# Integra DHC-9.9 : Audyssey



## Drizt (Aug 21, 2006)

Hi Guys,

I've had a play with audyssey on my DHC-9.9 and was wondering if it has a screen where you can review the eq points it has decided to use? And if so, where is it? And are they manually adjustable (im guessing no on that one).


----------



## Kal Rubinson (Aug 3, 2006)

Nope. The only way to adjust the target curve is to use AudysseyPro. There is a great guide to using Audyssey here: http://www.avsforum.com/avs-vb/showthread.php?t=795421&highlight=audyssey


----------



## Drizt (Aug 21, 2006)

cheers. A lot to read there.

I still find it bewildering that they would not display the eq settings that it has calculated as being needed.


----------



## Kal Rubinson (Aug 3, 2006)

Drizt said:


> cheers. A lot to read there.
> 
> I still find it bewildering that they would not display the eq settings that it has calculated as being needed.


Some AVRs have a crude display of the settings on their "manual EQ" screen but I think it is due to two issues. First, Audyssey's filtering it not simple to display as it is not only in the FR magnitude domain.
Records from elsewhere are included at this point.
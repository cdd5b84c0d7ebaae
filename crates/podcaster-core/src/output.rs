use std::sync::OnceLock;

use audio::AudioFormat;
use jiff::civil::DateTime;
use regex::Regex;

/// Longest title segment kept in an output filename, in characters
const MAX_TITLE_SEGMENT: usize = 50;

fn disallowed() -> &'static Regex {
    static RE: OnceLock<Regex> = OnceLock::new();
    RE.get_or_init(|| Regex::new(r"[^\w\s-]").expect("must be valid regex"))
}

/// Reduce a title to a filename-safe segment
///
/// Keeps word characters and hyphens, capped at 50 characters.
pub fn sanitize_title(title: &str) -> String {
    disallowed()
        .replace_all(title, "")
        .trim()
        .chars()
        .take(MAX_TITLE_SEGMENT)
        .filter(|c| !c.is_whitespace())
        .collect()
}

/// `podcast_<title>_<yyyyMMdd_HHmmss>.<ext>`
///
/// Two podcasts with the same title in the same second get the same name.
pub fn output_filename(title: &str, created_at: &DateTime, format: AudioFormat) -> String {
    format!(
        "podcast_{}_{}.{}",
        sanitize_title(title),
        created_at.strftime("%Y%m%d_%H%M%S"),
        format.extension()
    )
}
Second, there is also the matter that most AVRs have limited resources for this.


----------



## Drizt (Aug 21, 2006)

Still a rough review of the analysis would be nice.

I mean i would like to vet the results. I.E. I wouldn't want it applying 12dB of boost anywhere.


----------



## Kal Rubinson (Aug 3, 2006)

Drizt said:


> Still a rough review of the analysis would be nice.
> 
> I mean i would like to vet the results. I.E. I wouldn't want it applying 12dB of boost anywhere.


Understood. From what I have learned about Audyssey, it is pretty conservative about nulls and issues like this. You might ask Chris (Audyssey's CTO) who often posts on that _other _thread.


----------



## Drizt (Aug 21, 2006)

Thanks, Ill have a look see.


----------